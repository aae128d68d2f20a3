use serde_json::json;

use super::*;

fn product_json() -> serde_json::Value {
    json!({
        "id": "gid://shopify/Product/1",
        "handle": "linen-shirt",
        "title": "Linen Shirt",
        "description": "Breathable.",
        "descriptionHtml": "<p>Breathable.</p>",
        "vendor": "",
        "tags": ["summer"],
        "featuredImage": {
            "id": "gid://shopify/ProductImage/10",
            "url": "https://cdn.shopify.com/a.jpg",
            "altText": null,
            "width": 800,
            "height": 800
        },
        "images": { "nodes": [
            { "id": "gid://shopify/ProductImage/10", "url": "https://cdn.shopify.com/a.jpg", "altText": null, "width": 800, "height": 800 }
        ]},
        "options": [
            { "id": "gid://shopify/ProductOption/1", "name": "Size", "values": ["S", "M"] }
        ],
        "priceRange": {
            "minVariantPrice": { "amount": "40.0", "currencyCode": "USD" },
            "maxVariantPrice": { "amount": "40.0", "currencyCode": "USD" }
        },
        "compareAtPriceRange": {
            "minVariantPrice": { "amount": "0.0", "currencyCode": "USD" },
            "maxVariantPrice": { "amount": "0.0", "currencyCode": "USD" }
        },
        "variants": { "nodes": [
            {
                "id": "gid://shopify/ProductVariant/100",
                "title": "S",
                "availableForSale": true,
                "quantityAvailable": null,
                "price": { "amount": "40.0", "currencyCode": "USD" },
                "compareAtPrice": null,
                "selectedOptions": [{ "name": "Size", "value": "S" }],
                "image": null
            },
            {
                "id": "gid://shopify/ProductVariant/101",
                "title": "M",
                "availableForSale": false,
                "quantityAvailable": 0,
                "price": { "amount": "40.0", "currencyCode": "USD" },
                "compareAtPrice": null,
                "selectedOptions": [{ "name": "Size", "value": "M" }],
                "image": null
            }
        ]}
    })
}

fn parse_product(value: serde_json::Value) -> StorefrontProduct {
    serde_json::from_value(value).expect("fixture should deserialize")
}

#[test]
fn product_connections_are_flattened() {
    let product = normalize_product(parse_product(product_json())).unwrap();
    assert_eq!(product.handle, "linen-shirt");
    assert_eq!(product.images.len(), 1);
    assert_eq!(product.variants.len(), 2);
    assert_eq!(product.variants[1].quantity_available, Some(0));
    assert_eq!(product.options[0].values, ["S", "M"]);
}

#[test]
fn empty_vendor_becomes_none() {
    let product = normalize_product(parse_product(product_json())).unwrap();
    assert!(product.vendor.is_none());

    let mut json = product_json();
    json["vendor"] = json!("Acme");
    let product = normalize_product(parse_product(json)).unwrap();
    assert_eq!(product.vendor.as_deref(), Some("Acme"));
}

#[test]
fn duplicate_option_entry_is_rejected() {
    let mut json = product_json();
    json["variants"]["nodes"][0]["selectedOptions"] = json!([
        { "name": "Size", "value": "S" },
        { "name": "Size", "value": "M" }
    ]);

    let err = normalize_product(parse_product(json)).unwrap_err();
    assert!(
        matches!(
            &err,
            StorefrontError::Normalization { product_id, reason }
                if product_id == "gid://shopify/Product/1" && reason.contains("\"Size\"")
        ),
        "expected Normalization, got: {err:?}"
    );
}

#[test]
fn product_without_variants_normalizes() {
    let mut json = product_json();
    json["variants"] = json!({ "nodes": [] });
    let product = normalize_product(parse_product(json)).unwrap();
    assert!(product.variants.is_empty());
    assert!(!product.has_available_variants());
}

fn collection_json() -> serde_json::Value {
    json!({
        "id": "gid://shopify/Collection/1",
        "title": "All",
        "description": "",
        "products": { "nodes": [
            {
                "id": "gid://shopify/Product/1",
                "handle": "linen-shirt",
                "title": "Linen Shirt",
                "description": "",
                "featuredImage": null,
                "priceRange": {
                    "minVariantPrice": { "amount": "40.0", "currencyCode": "USD" },
                    "maxVariantPrice": { "amount": "45.0", "currencyCode": "USD" }
                },
                "compareAtPriceRange": {
                    "minVariantPrice": { "amount": "0.0", "currencyCode": "USD" },
                    "maxVariantPrice": { "amount": "0.0", "currencyCode": "USD" }
                },
                "options": [{ "name": "Size", "values": ["S", "M"] }],
                "variants": { "nodes": [{ "availableForSale": false }] }
            },
            {
                "id": "gid://shopify/Product/2",
                "handle": "gift-card",
                "title": "Gift Card",
                "description": "",
                "featuredImage": null,
                "priceRange": {
                    "minVariantPrice": { "amount": "25.0", "currencyCode": "USD" },
                    "maxVariantPrice": { "amount": "25.0", "currencyCode": "USD" }
                },
                "compareAtPriceRange": {
                    "minVariantPrice": { "amount": "0.0", "currencyCode": "USD" },
                    "maxVariantPrice": { "amount": "0.0", "currencyCode": "USD" }
                },
                "options": [],
                "variants": { "nodes": [] }
            }
        ]}
    })
}

#[test]
fn collection_products_become_summaries() {
    let collection: StorefrontCollection =
        serde_json::from_value(collection_json()).expect("fixture should deserialize");
    let collection = normalize_collection(collection);

    assert_eq!(collection.title, "All");
    assert_eq!(collection.products.len(), 2);
    assert_eq!(collection.products[0].first_variant_available, Some(false));
    assert_eq!(collection.products[1].first_variant_available, None);
    assert!(collection.products[0].options[0].id.is_none());
}
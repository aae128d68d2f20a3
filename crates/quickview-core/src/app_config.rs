use std::net::SocketAddr;

#[derive(Debug, Clone, PartialEq, Eq)]
pub enum Environment {
    Development,
    Test,
    Production,
}

impl std::fmt::Display for Environment {
    fn fmt(&self, f: &mut std::fmt::Formatter<'_>) -> std::fmt::Result {
        match self {
            Environment::Development => write!(f, "development"),
            Environment::Test => write!(f, "test"),
            Environment::Production => write!(f, "production"),
        }
    }
}

/// Which Storefront API token the configured secret is.
///
/// Public tokens travel in `X-Shopify-Storefront-Access-Token`; private
/// (server-side) tokens travel in `Shopify-Storefront-Private-Token`.
#[derive(Debug, Clone, Copy, PartialEq, Eq)]
pub enum TokenKind {
    Public,
    Private,
}

impl TokenKind {
    /// The HTTP header the Storefront API expects this token in.
    #[must_use]
    pub fn header_name(self) -> &'static str {
        match self {
            TokenKind::Public => "X-Shopify-Storefront-Access-Token",
            TokenKind::Private => "Shopify-Storefront-Private-Token",
        }
    }
}

#[derive(Clone)]
pub struct AppConfig {
    pub env: Environment,
    pub bind_addr: SocketAddr,
    pub log_level: String,
    pub store_domain: String,
    pub storefront_access_token: String,
    pub storefront_token_kind: TokenKind,
    pub storefront_api_version: String,
    pub collection_handle: String,
    pub collection_limit: u32,
    pub request_timeout_secs: u64,
    pub user_agent: String,
}

impl AppConfig {
    /// Storefront GraphQL endpoint for the configured shop and API version,
    /// e.g. `https://example.myshopify.com/api/2025-01/graphql.json`.
    #[must_use]
    pub fn storefront_endpoint(&self) -> String {
        let domain = self
            .store_domain
            .trim_start_matches("https://")
            .trim_start_matches("http://")
            .trim_end_matches('/');
        format!(
            "https://{domain}/api/{}/graphql.json",
            self.storefront_api_version
        )
    }
}

impl std::fmt::Debug for AppConfig {
    fn fmt(&self, f: &mut std::fmt::Formatter<'_>) -> std::fmt::Result {
        f.debug_struct("AppConfig")
            .field("env", &self.env)
            .field("bind_addr", &self.bind_addr)
            .field("log_level", &self.log_level)
            .field("store_domain", &self.store_domain)
            .field("storefront_access_token", &"[redacted]")
            .field("storefront_token_kind", &self.storefront_token_kind)
            .field("storefront_api_version", &self.storefront_api_version)
            .field("collection_handle", &self.collection_handle)
            .field("collection_limit", &self.collection_limit)
            .field("request_timeout_secs", &self.request_timeout_secs)
            .field("user_agent", &self.user_agent)
            .finish()
    }
}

==*==

WHAT IS BEING ASKED: A single number is the whole answer: how many lines in the data above hold the string "SocketAddr".

RESULT FOR THIS EXERCISE: 2